Limestone, mainly consisting of calcite, is a permitted additive to Portland cements often up to a 5 wt.% limit. It is shown by experiment and calculation that much, if not all, of this calcite is reactive and affects the distribution of lime, alumina and sulfate and thereby alters the mineralogy of hydrated cement pastes. Calcite affects the mineralogical variant of the AFm phase(s). Calcite additions affect the amount of free calcium hydroxide as well as the balance between AFm and AFt phases, although C–S–H is unaffected in much of the range of compositions. Generic data are shown in graphical form to quantify these mineralogical changes as functions of cement composition and amount of added calcite. Calculations of the specific volume of solids as a function of calcite addition suggest that the space-filling ability of the paste is optimised when the calcite content is adjusted to maximise the AFt content.
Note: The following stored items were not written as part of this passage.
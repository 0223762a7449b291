//! Recording backend. Every trait of the crate is implemented against plain
//! host memory; queues and descriptor writes append to logs instead of
//! reaching a driver. Submission ordering, fence values and barrier streams
//! are therefore fully observable, which is what the runtime's tests build on.

use std::{
    any::Any,
    collections::VecDeque,
    sync::{
        Arc, Condvar, Mutex,
        atomic::{AtomicU64, Ordering},
    },
};

use crate::{
    Barrier, ClearValue, CommandAllocator, CommandList, Descriptor, DescriptorAllocator,
    DescriptorKind, DescriptorRange, Device, ExecContext, Fence, Format, GpuResource, HalError,
    HeapKind, Queue, ResourceDesc, ResourceManager, ResourceState, ViewDesc,
};

///One entry of a [NullQueue]'s log.
#[derive(Debug, Clone, PartialEq, Eq)]
pub enum QueueOp {
    Wait { fence: u64, value: u64 },
    Submit { list: u64 },
    Signal { fence: u64, value: u64 },
}

///A resource identified by a process-unique id.
#[derive(Debug)]
pub struct NullResource {
    pub id: u64,
    pub desc: ResourceDesc,
    pub initial_state: ResourceState,
}

impl GpuResource for NullResource {
    fn desc(&self) -> ResourceDesc {
        self.desc
    }

    fn as_any(&self) -> &dyn Any {
        self
    }
}

///Downcast helper for logs and assertions.
pub fn resource_id(res: &Arc<dyn GpuResource>) -> Option<u64> {
    res.as_any().downcast_ref::<NullResource>().map(|r| r.id)
}

#[derive(Debug)]
pub struct NullFence {
    id: u64,
    value: Mutex<u64>,
    cond: Condvar,
}

impl NullFence {
    pub fn id(&self) -> u64 {
        self.id
    }

    fn advance(&self, value: u64) {
        let mut guard = self.value.lock().unwrap();
        if *guard < value {
            *guard = value;
            self.cond.notify_all();
        }
    }
}

impl Fence for NullFence {
    fn signaled_value(&self) -> u64 {
        *self.value.lock().unwrap()
    }

    fn wait_host(&self, value: u64) -> Result<(), HalError> {
        let mut guard = self.value.lock().unwrap();
        while *guard < value {
            guard = self.cond.wait(guard).unwrap();
        }
        Ok(())
    }

    fn as_any(&self) -> &dyn Any {
        self
    }
}

#[derive(Debug, Clone, Copy, PartialEq, Eq)]
enum ListState {
    Initial,
    Recording,
    Closed,
}

///A recorded barrier: (resource id, from, to).
pub type BarrierRecord = (u64, ResourceState, ResourceState);

pub struct NullCommandList {
    pub id: u64,
    state: ListState,
    barriers: Vec<BarrierRecord>,
    ///Barrier stream of the most recent *submitted* recording.
    pub submitted_barriers: Arc<Mutex<Vec<BarrierRecord>>>,
}

impl NullCommandList {
    pub fn recorded_barriers(&self) -> &[BarrierRecord] {
        &self.barriers
    }
}

impl CommandList for NullCommandList {
    fn reset(&mut self) -> Result<(), HalError> {
        self.state = ListState::Recording;
        self.barriers.clear();
        Ok(())
    }

    fn barrier(&mut self, barriers: &[Barrier]) -> Result<(), HalError> {
        if self.state != ListState::Recording {
            return Err(HalError::NotRecording);
        }
        for b in barriers {
            let id = resource_id(&b.resource).unwrap_or(u64::MAX);
            self.barriers.push((id, b.from, b.to));
        }
        Ok(())
    }

    fn close(&mut self) -> Result<(), HalError> {
        if self.state != ListState::Recording {
            return Err(HalError::NotRecording);
        }
        self.state = ListState::Closed;
        Ok(())
    }

    fn as_any_mut(&mut self) -> &mut dyn Any {
        self
    }
}

pub struct NullCommandAllocator {
    device: Arc<NullDevice>,
}

impl CommandAllocator for NullCommandAllocator {
    fn reset(&mut self) -> Result<(), HalError> {
        Ok(())
    }

    fn new_list(&mut self) -> Result<Box<dyn CommandList>, HalError> {
        Ok(Box::new(NullCommandList {
            id: self.device.next_id(),
            state: ListState::Initial,
            barriers: Vec::new(),
            submitted_barriers: Arc::new(Mutex::new(Vec::new())),
        }))
    }
}

#[derive(Debug)]
pub struct NullQueue {
    pub index: usize,
    log: Mutex<Vec<QueueOp>>,
}

impl NullQueue {
    ///Snapshot of every operation this queue saw, in submission order.
    pub fn log(&self) -> Vec<QueueOp> {
        self.log.lock().unwrap().clone()
    }

    ///Ids of the submitted command lists, in order.
    pub fn submissions(&self) -> Vec<u64> {
        self.log()
            .into_iter()
            .filter_map(|op| match op {
                QueueOp::Submit { list } => Some(list),
                _ => None,
            })
            .collect()
    }
}

impl Queue for NullQueue {
    fn wait(&self, fence: &Arc<dyn Fence>, value: u64) -> Result<(), HalError> {
        let null_fence = fence
            .as_any()
            .downcast_ref::<NullFence>()
            .ok_or_else(|| HalError::Backend("foreign fence on null queue".into()))?;
        self.log.lock().unwrap().push(QueueOp::Wait {
            fence: null_fence.id,
            value,
        });
        //the null GPU completes work instantly, so the wait degenerates to a
        // host wait. Dependency counting guarantees the signal was enqueued.
        null_fence.wait_host(value)
    }

    fn submit(&self, list: &mut dyn CommandList) -> Result<(), HalError> {
        let list = list
            .as_any_mut()
            .downcast_mut::<NullCommandList>()
            .ok_or_else(|| HalError::Submit("foreign command list on null queue".into()))?;
        if list.state != ListState::Closed {
            return Err(HalError::Submit("command list not closed".into()));
        }
        *list.submitted_barriers.lock().unwrap() = list.barriers.clone();
        self.log
            .lock()
            .unwrap()
            .push(QueueOp::Submit { list: list.id });
        Ok(())
    }

    fn signal(&self, fence: &Arc<dyn Fence>, value: u64) -> Result<(), HalError> {
        let null_fence = fence
            .as_any()
            .downcast_ref::<NullFence>()
            .ok_or_else(|| HalError::Backend("foreign fence on null queue".into()))?;
        self.log.lock().unwrap().push(QueueOp::Signal {
            fence: null_fence.id,
            value,
        });
        null_fence.advance(value);
        Ok(())
    }
}

#[derive(Debug)]
pub struct NullDevice {
    ids: AtomicU64,
}

impl NullDevice {
    pub fn new() -> Arc<Self> {
        Arc::new(NullDevice {
            ids: AtomicU64::new(1),
        })
    }

    fn next_id(&self) -> u64 {
        self.ids.fetch_add(1, Ordering::Relaxed)
    }
}

pub struct NullResourceManager {
    device: Arc<NullDevice>,
    created: Mutex<Vec<u64>>,
}

impl NullResourceManager {
    ///Creates a standalone resource, the way an application binds external
    /// per-frame resources (swapchain images and the like).
    pub fn external(&self, desc: ResourceDesc) -> Arc<dyn GpuResource> {
        Arc::new(NullResource {
            id: self.device.next_id(),
            desc,
            initial_state: ResourceState::Undefined,
        })
    }

    pub fn created_count(&self) -> usize {
        self.created.lock().unwrap().len()
    }
}

impl ResourceManager for NullResourceManager {
    fn create(
        &self,
        _heap: HeapKind,
        desc: &ResourceDesc,
        initial_state: ResourceState,
        _clear: Option<&ClearValue>,
    ) -> Result<Arc<dyn GpuResource>, HalError> {
        let res = Arc::new(NullResource {
            id: self.device.next_id(),
            desc: *desc,
            initial_state,
        });
        self.created.lock().unwrap().push(res.id);
        Ok(res)
    }
}

///A logged descriptor write: (destination, resource id, view).
pub type ViewWrite = (Descriptor, u64, ViewDesc);

pub struct NullDescriptorAllocator {
    heads: Mutex<[u32; 4]>,
    free: Mutex<[VecDeque<DescriptorRange>; 4]>,
    writes: Mutex<Vec<ViewWrite>>,
    copies: Mutex<Vec<(DescriptorRange, DescriptorRange)>>,
    capacity: u32,
}

impl NullDescriptorAllocator {
    pub fn writes(&self) -> Vec<ViewWrite> {
        self.writes.lock().unwrap().clone()
    }

    ///Every (src, dst) staging copy, in order.
    pub fn copies(&self) -> Vec<(DescriptorRange, DescriptorRange)> {
        self.copies.lock().unwrap().clone()
    }

    pub fn allocated(&self, kind: DescriptorKind) -> u32 {
        self.heads.lock().unwrap()[kind.table_index()]
    }
}

impl DescriptorAllocator for NullDescriptorAllocator {
    fn alloc_static_range(
        &self,
        kind: DescriptorKind,
        count: u32,
    ) -> Result<DescriptorRange, HalError> {
        {
            let mut free = self.free.lock().unwrap();
            let pool = &mut free[kind.table_index()];
            if let Some(at) = pool.iter().position(|r| r.count >= count) {
                let range = pool.remove(at).unwrap();
                return Ok(DescriptorRange {
                    kind,
                    first: range.first,
                    count,
                });
            }
        }

        let mut heads = self.heads.lock().unwrap();
        let head = &mut heads[kind.table_index()];
        if *head + count > self.capacity {
            return Err(HalError::DescriptorsExhausted {
                kind,
                requested: count,
                free: self.capacity - *head,
            });
        }
        let first = *head;
        *head += count;
        Ok(DescriptorRange { kind, first, count })
    }

    fn free_static_range(&self, range: DescriptorRange) {
        self.free.lock().unwrap()[range.kind.table_index()].push_back(range);
    }

    fn write_view(
        &self,
        dst: Descriptor,
        resource: &Arc<dyn GpuResource>,
        view: &ViewDesc,
    ) -> Result<(), HalError> {
        if dst.kind == DescriptorKind::GpuView {
            return Err(HalError::Backend(
                "shader-visible descriptors are copy targets, not write targets".into(),
            ));
        }
        let id = resource_id(resource)
            .ok_or_else(|| HalError::Backend("foreign resource in null allocator".into()))?;
        self.writes.lock().unwrap().push((dst, id, *view));
        Ok(())
    }

    fn copy_views(&self, src: DescriptorRange, dst: DescriptorRange) -> Result<(), HalError> {
        if src.count != dst.count {
            return Err(HalError::Backend("descriptor copy count mismatch".into()));
        }
        if src.kind != DescriptorKind::CpuView {
            return Err(HalError::Backend(
                "descriptor copies must source the staging storage".into(),
            ));
        }
        self.copies.lock().unwrap().push((src, dst));
        Ok(())
    }

    fn heap(&self) -> &dyn Any {
        self
    }
}

///Bundles a complete null backend. The concrete types stay reachable so tests
/// can inspect the logs after driving the runtime.
pub struct NullBackend {
    pub device: Arc<NullDevice>,
    pub queues: Vec<Arc<NullQueue>>,
    pub resources: Arc<NullResourceManager>,
    pub descriptors: Arc<NullDescriptorAllocator>,
}

impl NullBackend {
    pub const DESCRIPTOR_CAPACITY: u32 = 4096;

    pub fn new(queue_count: usize) -> Self {
        let device = NullDevice::new();
        let queues = (0..queue_count)
            .map(|index| {
                Arc::new(NullQueue {
                    index,
                    log: Mutex::new(Vec::new()),
                })
            })
            .collect();
        NullBackend {
            resources: Arc::new(NullResourceManager {
                device: device.clone(),
                created: Mutex::new(Vec::new()),
            }),
            descriptors: Arc::new(NullDescriptorAllocator {
                heads: Mutex::new([0; 4]),
                free: Mutex::new(Default::default()),
                writes: Mutex::new(Vec::new()),
                copies: Mutex::new(Vec::new()),
                capacity: Self::DESCRIPTOR_CAPACITY,
            }),
            queues,
            device,
        }
    }

    pub fn context(&self) -> ExecContext {
        ExecContext {
            device: Arc::new(NullBackendDevice {
                inner: self.device.clone(),
            }),
            queues: self
                .queues
                .iter()
                .map(|q| q.clone() as Arc<dyn Queue>)
                .collect(),
            resources: self.resources.clone(),
            descriptors: self.descriptors.clone(),
        }
    }

    ///Shorthand for an external resource the tests can bind per frame.
    pub fn external_texture(&self, width: u32, height: u32) -> Arc<dyn GpuResource> {
        self.resources.external(ResourceDesc::Texture2d {
            width,
            height,
            format: Format::Rgba8Unorm,
            mip_levels: 1,
        })
    }
}

///The [Device] the context actually carries; wraps the id source so command
/// allocators and fences can be handed out.
#[derive(Debug)]
pub struct NullBackendDevice {
    inner: Arc<NullDevice>,
}

impl Device for NullBackendDevice {
    fn name(&self) -> &str {
        "relay-null"
    }

    fn new_command_allocator(&self) -> Result<Box<dyn CommandAllocator>, HalError> {
        Ok(Box::new(NullCommandAllocator {
            device: self.inner.clone(),
        }))
    }

    fn new_fence(&self, initial: u64) -> Result<Arc<dyn Fence>, HalError> {
        Ok(Arc::new(NullFence {
            id: self.inner.next_id(),
            value: Mutex::new(initial),
            cond: Condvar::new(),
        }))
    }
}

#[cfg(test)]
mod tests {
    use super::*;

    #[test]
    fn fence_host_wait() {
        let backend = NullBackend::new(1);
        let ctx = backend.context();
        let fence = ctx.device.new_fence(0).unwrap();
        backend.queues[0].signal(&fence, 3).unwrap();
        fence.wait_host(3).unwrap();
        assert_eq!(fence.signaled_value(), 3);
    }

    #[test]
    fn submit_requires_closed_list() {
        let backend = NullBackend::new(1);
        let ctx = backend.context();
        let mut alloc = ctx.device.new_command_allocator().unwrap();
        let mut list = alloc.new_list().unwrap();
        list.reset().unwrap();
        assert!(backend.queues[0].submit(list.as_mut()).is_err());
        list.close().unwrap();
        backend.queues[0].submit(list.as_mut()).unwrap();
        assert_eq!(backend.queues[0].submissions().len(), 1);
    }

    #[test]
    fn descriptor_ranges_do_not_overlap() {
        let backend = NullBackend::new(1);
        let a = backend
            .descriptors
            .alloc_static_range(DescriptorKind::GpuView, 8)
            .unwrap();
        let b = backend
            .descriptors
            .alloc_static_range(DescriptorKind::GpuView, 8)
            .unwrap();
        assert!(a.first + a.count <= b.first);
    }
}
However, before the calculated data can be used uncritically, certain kinetic constraints on reactivity also need to be assessed. Progress towards the quantification of paste mineralogy suggests that (i) elucidation of the mineralogy of pastes, particularly blended cement pastes, is facilitated by using both theoretical and experimental approaches and (ii) that the ultimate goal, of calculating paste mineralogy from the bulk chemistry, is attainable.